Buy now pay later has become a structural component of digital payments

Buy Now Pay Later (BNPL) has emerged as one of the most disruptive sub-segments within UK digital payments. Klarna, Clearpay (Afterpay), and Laybuy have built substantial UK user bases by embedding short-term instalment credit directly into the payment flow at checkout, both online and in-store. Worldpay data estimates that BNPL accounted for approximately 6% of UK e-commerce transaction value in 2023, up from under 1% in 2018.

The regulatory environment for BNPL is evolving.

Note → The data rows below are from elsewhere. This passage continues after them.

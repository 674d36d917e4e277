//! Keyward Config - typed provider configuration
//!
//! [`ProviderConfig`] is loaded from an optional TOML file with a
//! `KEYWARD_*` environment overlay and validated once. [`ProviderConfig::resolve`]
//! turns it into [`ResolvedCredentials`]: inline values and credential files
//! are reconciled, workload identity is honoured and the client certificate
//! is decoded.
//!
//! ```rust,no_run
//! use keyward_config::ProviderConfig;
//!
//! # async fn example() -> Result<(), keyward_config::ConfigError> {
//! let config = ProviderConfig::load(Some("keyward.toml".as_ref())).await?;
//! let credentials = config.resolve().await?;
//! println!("tenant: {:?}", credentials.tenant_id);
//! # Ok(())
//! # }
//! ```
#![forbid(unsafe_code)]

pub mod core;
pub mod loaders;
mod provider;
mod resolve;

pub use crate::core::{ConfigError, ConfigResult, ConfigSource};
pub use loaders::{EnvLoader, FileLoader};
pub use provider::ProviderConfig;
pub use resolve::{AKS_TENANT_ID_VAR, ResolvedCredentials};
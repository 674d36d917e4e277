//! Core logger types

mod error;

pub use error::{LogError, LogResult};
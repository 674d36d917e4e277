//! Consistency poller
//!
//! Repeatedly invokes a probe until the remote side reports the target state
//! enough times in a row. A single positive observation is not trusted:
//! replicas of an eventually-consistent store can answer differently from
//! one read to the next, so success needs a streak of
//! [`PollSettings::consecutive_target_hits`] target labels with no pending
//! label in between.
//!
//! The loop, per probe:
//!
//! - probe error: stop with [`PollError::Probe`], never retried
//! - pending label: reset the streak, wait, probe again
//! - target label: extend the streak, succeed once it is long enough
//! - any other label: stop with [`PollError::UnexpectedState`]
//!
//! The deadline is checked after every observation and bounds each probe.

use std::fmt;
use std::future::Future;
use std::time::Duration;

use serde::{Deserialize, Serialize};
use tokio::time::{Instant, sleep, sleep_until, timeout};
use tracing::{debug, info, warn};

use crate::backoff::{JitterPolicy, PollBackoff};
use crate::error::{ConfigError, ConfigResult, PollError};

/// Default number of consecutive target observations required.
pub const DEFAULT_CONSECUTIVE_TARGET_HITS: usize = 5;

/// Default floor for the wait between probes.
pub const DEFAULT_MIN_INTERVAL: Duration = Duration::from_secs(1);

/// Default hard timeout.
pub const DEFAULT_TIMEOUT: Duration = Duration::from_secs(300);

/// One observation returned by a probe.
#[derive(Debug, Clone, PartialEq, Eq)]
pub struct Probe<T, L> {
    /// Whatever the probe read
    pub value: T,
    /// State label classifying the read
    pub label: L,
}

impl<T, L> Probe<T, L> {
    /// Pair a value with its state label.
    pub fn new(value: T, label: L) -> Self {
        Self { value, label }
    }
}

/// Successful outcome of a poll.
#[derive(Debug, Clone)]
pub struct Polled<T> {
    /// Value from the probe that completed the target streak
    pub value: T,
    /// Probes issued
    pub attempts: usize,
    /// Time spent polling
    pub elapsed: Duration,
}

/// Label-independent poll tuning, suitable for configuration files.
#[derive(Debug, Clone, PartialEq, Serialize, Deserialize)]
#[serde(default)]
pub struct PollSettings {
    /// Floor for the wait between probes
    #[serde(with = "humantime_serde")]
    pub min_interval: Duration,

    /// Target observations needed in a row before success
    pub consecutive_target_hits: usize,

    /// Wait before the first probe
    #[serde(with = "humantime_serde")]
    pub initial_delay: Duration,

    /// Growth of the wait while pending
    pub backoff: PollBackoff,

    /// Randomisation of each wait
    pub jitter: JitterPolicy,
}

impl Default for PollSettings {
    fn default() -> Self {
        Self {
            min_interval: DEFAULT_MIN_INTERVAL,
            consecutive_target_hits: DEFAULT_CONSECUTIVE_TARGET_HITS,
            initial_delay: Duration::ZERO,
            backoff: PollBackoff::default(),
            jitter: JitterPolicy::None,
        }
    }
}

impl PollSettings {
    /// Validate the settings.
    pub fn validate(&self) -> ConfigResult<()> {
        if self.consecutive_target_hits == 0 {
            return Err(ConfigError::validation(
                "consecutive_target_hits must be at least 1",
            ));
        }
        self.backoff.validate(self.min_interval)
    }
}

/// Full configuration for one poll: labels, deadline and tuning.
#[derive(Debug, Clone)]
pub struct PollConfig<L> {
    /// Labels meaning "not there yet"
    pub pending: Vec<L>,
    /// Label meaning "done"
    pub target: L,
    /// Hard limit on the whole poll
    pub timeout: Duration,
    /// Tuning
    pub settings: PollSettings,
}

impl<L> PollConfig<L> {
    /// Create a configuration with default timeout and tuning.
    pub fn new(pending: impl IntoIterator<Item = L>, target: L) -> Self {
        Self {
            pending: pending.into_iter().collect(),
            target,
            timeout: DEFAULT_TIMEOUT,
            settings: PollSettings::default(),
        }
    }

    /// Set the hard timeout.
    pub fn with_timeout(mut self, timeout: Duration) -> Self {
        self.timeout = timeout;
        self
    }

    /// Replace the tuning.
    pub fn with_settings(mut self, settings: PollSettings) -> Self {
        self.settings = settings;
        self
    }

    /// Set the floor for the wait between probes.
    pub fn with_min_interval(mut self, min_interval: Duration) -> Self {
        self.settings.min_interval = min_interval;
        self
    }

    /// Set the required streak length.
    pub fn with_consecutive_target_hits(mut self, hits: usize) -> Self {
        self.settings.consecutive_target_hits = hits;
        self
    }

    /// Set the backoff policy.
    pub fn with_backoff(mut self, backoff: PollBackoff) -> Self {
        self.settings.backoff = backoff;
        self
    }
}

impl<L: PartialEq + fmt::Debug> PollConfig<L> {
    /// Validate the configuration
    pub fn validate(&self) -> ConfigResult<()> {
        if self.pending.contains(&self.target) {
            return Err(ConfigError::validation(format!(
                "target state {:?} is also listed as pending",
                self.target
            )));
        }
        if self.timeout.is_zero() {
            return Err(ConfigError::validation("timeout must be greater than zero"));
        }
        self.settings.validate()
    }
}

/// Probe loop waiting for a remote change to become observable.
#[derive(Debug, Clone)]
pub struct ConsistencyPoller<L> {
    config: PollConfig<L>,
}

impl<L> ConsistencyPoller<L>
where
    L: PartialEq + Clone + fmt::Debug,
{
    /// Create a poller, validating the configuration.
    pub fn new(config: PollConfig<L>) -> ConfigResult<Self> {
        config.validate()?;
        Ok(Self { config })
    }

    /// Same poller with a different hard timeout.
    pub fn with_timeout(&self, timeout: Duration) -> Self {
        Self {
            config: self.config.clone().with_timeout(timeout),
        }
    }

    /// Get configuration
    pub fn config(&self) -> &PollConfig<L> {
        &self.config
    }

    /// Run `probe` until the target streak completes, the deadline passes,
    /// the probe fails, or an unexpected label shows up.
    pub async fn poll<T, E, F, Fut>(&self, mut probe: F) -> Result<Polled<T>, PollError<T, L, E>>
    where
        F: FnMut() -> Fut,
        Fut: Future<Output = Result<Probe<T, L>, E>>,
        E: fmt::Display,
    {
        let config = &self.config;
        let settings = &config.settings;
        let required = settings.consecutive_target_hits;

        let started = Instant::now();
        let deadline = started + config.timeout;

        let mut attempts = 0;
        let mut hits = 0;
        let mut wait = settings.min_interval;
        let mut previous_wait = None;
        let mut last: Option<Probe<T, L>> = None;

        if !settings.initial_delay.is_zero() {
            sleep_until(deadline.min(started + settings.initial_delay)).await;
        }

        loop {
            attempts += 1;
            let remaining = deadline.saturating_duration_since(Instant::now());

            let observed = match timeout(remaining, probe()).await {
                Ok(Ok(observed)) => observed,
                Ok(Err(source)) => {
                    warn!(attempts, error = %source, "Probe failed, abandoning poll");
                    return Err(PollError::Probe { attempts, source });
                }
                Err(_) => {
                    warn!(
                        attempts,
                        timeout_ms = config.timeout.as_millis(),
                        "Probe still running at deadline"
                    );
                    return Err(self.timed_out(started, attempts, last));
                }
            };

            if observed.label == config.target {
                hits += 1;
                debug!(attempts, hits, required, state = ?observed.label, "Target state observed");

                if hits >= required {
                    let elapsed = started.elapsed();
                    info!(
                        attempts,
                        elapsed_ms = elapsed.as_millis(),
                        "Target state confirmed"
                    );
                    return Ok(Polled {
                        value: observed.value,
                        attempts,
                        elapsed,
                    });
                }
            } else if config.pending.contains(&observed.label) {
                if hits > 0 {
                    debug!(attempts, streak = hits, "Target streak broken by pending state");
                }
                hits = 0;
                debug!(attempts, state = ?observed.label, "Pending state observed");
            } else {
                let mut expected = config.pending.clone();
                expected.push(config.target.clone());
                warn!(attempts, state = ?observed.label, expected = ?expected, "Unexpected state");
                return Err(PollError::UnexpectedState {
                    attempts,
                    expected,
                    observed,
                });
            }

            last = Some(observed);

            let now = Instant::now();
            if now >= deadline {
                return Err(self.timed_out(started, attempts, last));
            }

            let delay = settings
                .jitter
                .apply(wait, previous_wait)
                .max(settings.min_interval);
            previous_wait = Some(delay);
            if hits == 0 {
                wait = settings.backoff.grow(wait, settings.min_interval);
            }

            debug!(
                attempts,
                delay_ms = delay.as_millis(),
                policy = settings.backoff.policy_name(),
                "Waiting before next probe"
            );
            sleep(delay.min(deadline - now)).await;
        }
    }

    fn timed_out<T, E>(
        &self,
        started: Instant,
        attempts: usize,
        last: Option<Probe<T, L>>,
    ) -> PollError<T, L, E> {
        let elapsed = started.elapsed();
        warn!(
            attempts,
            elapsed_ms = elapsed.as_millis(),
            last_state = ?last.as_ref().map(|probe| &probe.label),
            "Timed out waiting for target state"
        );
        PollError::Timeout {
            timeout: self.config.timeout,
            elapsed,
            attempts,
            last,
        }
    }
}
//! Configuration source definitions

use std::fmt;
use std::path::PathBuf;

/// Where a layer of configuration came from
#[derive(Debug, Clone, PartialEq, Eq, Hash)]
pub enum ConfigSource {
    /// Built-in defaults
    Default,

    /// TOML configuration file
    File(PathBuf),

    /// Environment variables with prefix
    EnvWithPrefix(String),
}

impl fmt::Display for ConfigSource {
    fn fmt(&self, f: &mut fmt::Formatter<'_>) -> fmt::Result {
        match self {
            Self::Default => f.write_str("defaults"),
            Self::File(path) => write!(f, "file {}", path.display()),
            Self::EnvWithPrefix(prefix) => write!(f, "environment ({prefix}*)"),
        }
    }
}
//! Keyward Credential - credential reconciliation for directory principals
//!
//! Attaches and detaches certificates and secrets on principals held in an
//! eventually-consistent directory.
//!
//! # Features
//!
//! - **Per-principal exclusion** - concurrent operations on one principal are
//!   serialized by a named lock, different principals run in parallel
//! - **Confirmed writes** - every write is followed by polling until the
//!   change is observably visible
//! - **Immutable credential sets** - read-modify-write computes a new set and
//!   replaces the old one wholesale
//! - **Secret hygiene** - credential material is zeroized and never logged
//!
//! ```rust,no_run
//! use std::sync::Arc;
//! use keyward_credential::prelude::*;
//!
//! # async fn example(principal: PrincipalId) -> Result<(), Box<dyn std::error::Error>> {
//! let directory = Arc::new(InMemoryDirectory::new());
//! let reconciler = CredentialReconciler::new(
//!     directory,
//!     Arc::new(NamedMutexRegistry::new()),
//!     ReconcilerConfig::default(),
//! )?;
//!
//! let descriptor = CredentialRequest::certificate("-----BEGIN CERTIFICATE-----\nAAEC\n-----END CERTIFICATE-----")
//!     .into_descriptor()?;
//! let id = reconciler
//!     .attach(PrincipalKind::ServicePrincipal, principal, descriptor)
//!     .await?;
//! reconciler.detach(&id).await?;
//! # Ok(())
//! # }
//! ```
#![forbid(unsafe_code)]

/// Core types, identifiers and errors
pub mod core;
/// Directory client seam and in-memory directory
pub mod directory;
/// Per-principal named locks
pub mod lock;
/// Attach, detach and read orchestration
pub mod reconciler;
/// Building descriptors from caller input
pub mod request;
/// Credential collections
pub mod set;

// Core types & errors
pub use crate::core::{
    CredentialDescriptor, CredentialError, CredentialKind, CredentialResourceId,
    IdentifierError, KeyCredentialType, KeyId, Operation, PrincipalId, PrincipalKind,
    ReconcileError, ReconcileResult, SecretValue,
};

pub use crate::directory::{DirectoryClient, DirectoryError, InMemoryDirectory, PrincipalRecord};
pub use crate::lock::{NamedLockGuard, NamedMutexRegistry};
pub use crate::reconciler::{CredentialReconciler, ReconcilerConfig};
pub use crate::request::{CredentialRequest, ValueEncoding};
pub use crate::set::{AlreadyExists, CredentialSet};

/// Commonly used types and traits
pub mod prelude {
    pub use crate::core::{
        CredentialDescriptor, CredentialKind, CredentialResourceId, KeyCredentialType, KeyId,
        PrincipalId, PrincipalKind, ReconcileError, ReconcileResult,
    };
    pub use crate::directory::{DirectoryClient, DirectoryError, InMemoryDirectory, PrincipalRecord};
    pub use crate::lock::NamedMutexRegistry;
    pub use crate::reconciler::{CredentialReconciler, ReconcilerConfig};
    pub use crate::request::{CredentialRequest, ValueEncoding};
    pub use crate::set::CredentialSet;
}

The Financial Conduct Authority is bringing BNPL products within its regulatory perimeter, a development that the Woolard Review recommended in 2021 and that formal legislation is expected to implement by 2025. Regulation will impose affordability checks and clearer disclosure requirements, which are expected to slow user growth modestly but to improve credit quality and reduce reputational risk for the category’s major players.

The longer-term significance of BNPL for the digital payments market is structural: it has demonstrated that credit can be invisibly embedded within the payment experience, blurring the line between a payment product and a lending product. That insight is being generalised into broader embedded finance architectures that will continue to expand the functional scope of digital payments over the next five years.

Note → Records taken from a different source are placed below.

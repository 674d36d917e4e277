//! Logger configuration

mod presets;

use std::fmt;
use std::str::FromStr;

use crate::core::LogError;

/// Variable holding the filter directive
pub const LOG_VAR: &str = "KEYWARD_LOG";

/// Fallback filter variable
pub const RUST_LOG_VAR: &str = "RUST_LOG";

/// Variable selecting the output format
pub const LOG_FORMAT_VAR: &str = "KEYWARD_LOG_FORMAT";

/// Set during acceptance runs; silences all output
pub const ACCEPTANCE_VAR: &str = "KEYWARD_ACC";

/// Output format
#[derive(Debug, Clone, Copy, Default, PartialEq, Eq)]
pub enum Format {
    /// Single-line human-readable output
    #[default]
    Compact,
    /// Multi-line human-readable output
    Pretty,
    /// Newline-delimited JSON
    Json,
}

impl Format {
    /// Lowercase name as accepted by [`FromStr`]
    pub const fn as_str(self) -> &'static str {
        match self {
            Self::Compact => "compact",
            Self::Pretty => "pretty",
            Self::Json => "json",
        }
    }
}

impl fmt::Display for Format {
    fn fmt(&self, f: &mut fmt::Formatter<'_>) -> fmt::Result {
        f.write_str(self.as_str())
    }
}

impl FromStr for Format {
    type Err = LogError;

    fn from_str(s: &str) -> Result<Self, Self::Err> {
        match s.trim().to_ascii_lowercase().as_str() {
            "compact" => Ok(Self::Compact),
            "pretty" => Ok(Self::Pretty),
            "json" => Ok(Self::Json),
            other => Err(LogError::Config(format!("unknown log format {other:?}"))),
        }
    }
}

/// Where formatted events go
#[derive(Debug, Clone, Copy, Default, PartialEq, Eq)]
pub enum Writer {
    /// Standard error
    #[default]
    Stderr,
    /// Standard output
    Stdout,
    /// libtest's captured output
    Test,
}

/// Display options for the human-readable formats
#[derive(Debug, Clone, PartialEq, Eq)]
pub struct DisplayConfig {
    /// ANSI colors
    pub colors: bool,
    /// Event target (module path)
    pub target: bool,
    /// Source file and line
    pub source: bool,
}

impl Default for DisplayConfig {
    fn default() -> Self {
        Self {
            colors: true,
            target: true,
            source: false,
        }
    }
}

/// Logger configuration
///
/// Nothing is installed unless `enabled` is set; [`Config::from_env`] only
/// enables output when a filter directive is present.
#[derive(Debug, Clone, PartialEq, Eq)]
pub struct Config {
    /// Install a subscriber at all
    pub enabled: bool,
    /// `EnvFilter` directive, e.g. `info,keyward_credential=debug`
    pub level: String,
    /// Output format
    pub format: Format,
    /// Output destination
    pub writer: Writer,
    /// Display options
    pub display: DisplayConfig,
}

impl Default for Config {
    fn default() -> Self {
        Self {
            enabled: false,
            level: "info".to_owned(),
            format: Format::default(),
            writer: Writer::default(),
            display: DisplayConfig::default(),
        }
    }
}

impl Config {
    /// Enabled configuration with the given filter directive
    pub fn with_level(level: impl Into<String>) -> Self {
        Self {
            enabled: true,
            level: level.into(),
            ..Self::default()
        }
    }

    /// Set the output format
    pub fn format(mut self, format: Format) -> Self {
        self.format = format;
        self
    }

    /// Set the output destination
    pub fn writer(mut self, writer: Writer) -> Self {
        self.writer = writer;
        self
    }
}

Cross-border digital payments represent the next growth frontier

Domestic digital payments in the UK are approaching maturity in some dimensions — contactless card penetration, mobile wallet adoption, and real-time transfer usage are all high. The more significant growth opportunity lies in cross-border payments, where fragmentation, cost, and speed remain pain points despite significant progress.

The Bank of England’s work on enhancing cross-border payment linkages, combined with international initiatives such as the G20 cross-border payments roadmap, is creating infrastructure conditions for faster and cheaper international transfers. UK fintechs are positioned to benefit disproportionately: global fintech deal volume reflects increasing competition precisely in this cross-border segment, as startups and scale-ups compete to displace correspondent banking relationships with digital alternatives.

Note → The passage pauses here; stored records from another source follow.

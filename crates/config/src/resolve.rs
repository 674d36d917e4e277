//! Client credential resolution
//!
//! Several credentials can be given inline, through a file, or both. When
//! both are given they must agree after trimming; a file that cannot be read
//! is an error, never a silent fallback to the inline value.

use std::fmt;
use std::path::Path;

use base64::Engine as _;
use base64::engine::general_purpose::STANDARD;
use tracing::debug;
use zeroize::Zeroizing;

use crate::core::{ConfigError, ConfigResult};
use crate::provider::ProviderConfig;

/// Environment variable set by AKS workload identity
pub const AKS_TENANT_ID_VAR: &str = "AZURE_TENANT_ID";

/// Credentials ready for an authentication layer.
#[derive(Clone, Default)]
pub struct ResolvedCredentials {
    /// Directory tenant
    pub tenant_id: Option<String>,
    /// Application (client) ID
    pub client_id: Option<String>,
    /// Client secret
    pub client_secret: Option<Zeroizing<String>>,
    /// OIDC ID token
    pub oidc_token: Option<Zeroizing<String>>,
    /// Decoded PKCS#12 client certificate
    pub client_certificate: Option<Zeroizing<Vec<u8>>>,
}

impl fmt::Debug for ResolvedCredentials {
    fn fmt(&self, f: &mut fmt::Formatter<'_>) -> fmt::Result {
        f.debug_struct("ResolvedCredentials")
            .field("tenant_id", &self.tenant_id)
            .field("client_id", &self.client_id)
            .field("client_secret", &self.client_secret.as_ref().map(|_| "[REDACTED]"))
            .field("oidc_token", &self.oidc_token.as_ref().map(|_| "[REDACTED]"))
            .field(
                "client_certificate",
                &self
                    .client_certificate
                    .as_ref()
                    .map(|der| format!("[REDACTED; {} bytes]", der.len())),
            )
            .finish()
    }
}

impl ProviderConfig {
    /// Resolve inline values, files and workload identity into credentials.
    pub async fn resolve(&self) -> ConfigResult<ResolvedCredentials> {
        self.resolve_with(|name| std::env::var(name).ok()).await
    }

    /// [`resolve`](Self::resolve) with environment lookups through `lookup`.
    pub async fn resolve_with(
        &self,
        lookup: impl Fn(&str) -> Option<String>,
    ) -> ConfigResult<ResolvedCredentials> {
        let client_id = inline_or_file(
            "client_id",
            "Client ID",
            non_empty(self.client_id.as_deref()),
            self.client_id_file_path.as_deref(),
        )
        .await?;

        let client_secret = inline_or_file(
            "client_secret",
            "Client Secret",
            non_empty(self.client_secret.as_deref()),
            self.client_secret_file_path.as_deref(),
        )
        .await?;

        let oidc_token = inline_or_file(
            "oidc_token",
            "OIDC Token",
            // Tokens are compared verbatim
            self.oidc_token.clone().filter(|token| !token.is_empty()),
            self.oidc_token_file_path.as_deref(),
        )
        .await?;

        Ok(ResolvedCredentials {
            tenant_id: self.tenant_id(lookup)?,
            client_id,
            client_secret: client_secret.map(Zeroizing::new),
            oidc_token: oidc_token.map(Zeroizing::new),
            client_certificate: self.decode_certificate()?,
        })
    }

    fn tenant_id(&self, lookup: impl Fn(&str) -> Option<String>) -> ConfigResult<Option<String>> {
        let configured = non_empty(self.tenant_id.as_deref());
        if !self.use_aks_workload_identity {
            return Ok(configured);
        }

        let Some(aks) = lookup(AKS_TENANT_ID_VAR).filter(|value| !value.is_empty()) else {
            return Ok(configured);
        };
        match configured {
            Some(configured) if configured != aks => Err(ConfigError::Mismatch {
                field: "tenant_id",
                other: "the tenant ID provided by AKS Workload Identity",
            }),
            _ => {
                debug!("Using tenant ID from AKS workload identity");
                Ok(Some(aks))
            }
        }
    }

    fn decode_certificate(&self) -> ConfigResult<Option<Zeroizing<Vec<u8>>>> {
        let Some(encoded) = non_empty(self.client_certificate.as_deref()) else {
            return Ok(None);
        };
        STANDARD
            .decode(encoded.as_bytes())
            .map(|der| Some(Zeroizing::new(der)))
            .map_err(|e| ConfigError::InvalidCertificate {
                message: e.to_string(),
            })
    }
}

/// Inline value, replaced by trimmed file contents when a path is set.
async fn inline_or_file(
    field: &'static str,
    what: &'static str,
    inline: Option<String>,
    path: Option<&Path>,
) -> ConfigResult<Option<String>> {
    let Some(path) = path.filter(|path| !path.as_os_str().is_empty()) else {
        return Ok(inline);
    };

    let raw = Zeroizing::new(
        tokio::fs::read_to_string(path)
            .await
            .map_err(|e| ConfigError::read_file(what, path, e.to_string()))?,
    );
    let from_file = raw.trim().to_owned();

    if inline.as_deref().is_some_and(|inline| inline != from_file) {
        return Err(ConfigError::Mismatch {
            field,
            other: "file contents",
        });
    }
    debug!(field, path = %path.display(), "Read credential from file");
    Ok(Some(from_file).filter(|value| !value.is_empty()))
}

fn non_empty(value: Option<&str>) -> Option<String> {
    value
        .map(str::trim)
        .filter(|value| !value.is_empty())
        .map(str::to_owned)
}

The UK’s position as a global financial centre — with deep connections to both European and Commonwealth markets — gives it structural advantages in cross-border payment flows. Neobanks expanding through embedded finance partnerships are beginning to extend those partnerships into cross-border payment corridors, creating new revenue streams from international transaction flows. Combined with accelerating SME digital banking adoption, cross-border digital payment growth is likely to be the segment that drives the next phase of UK fintech market expansion beyond the 32% baseline that digital payments have already established.

The market share figure is a floor, not a ceiling

Digital payments accounting for over 32% of the UK fintech market is best understood as a point in a continuing trajectory rather than a destination. The structural forces driving that share — infrastructure maturation, generational behaviour shifts, regulatory enablement through Open Banking, and the embedding of payment capabilities into non-financial platforms — are all still in motion.

Projections from GlobalData suggest that UK digital payment transaction values will grow at approximately 12% per annum through 2027, significantly outpacing overall retail spending growth. If those projections prove accurate, digital payments will account for approximately 45% of the UK fintech market by value within five years, a shift that will have profound implications for the competitive structure of UK retail financial services, the revenue models of incumbent banks, and the investment case for payment-focused fintech businesses across the ecosystem.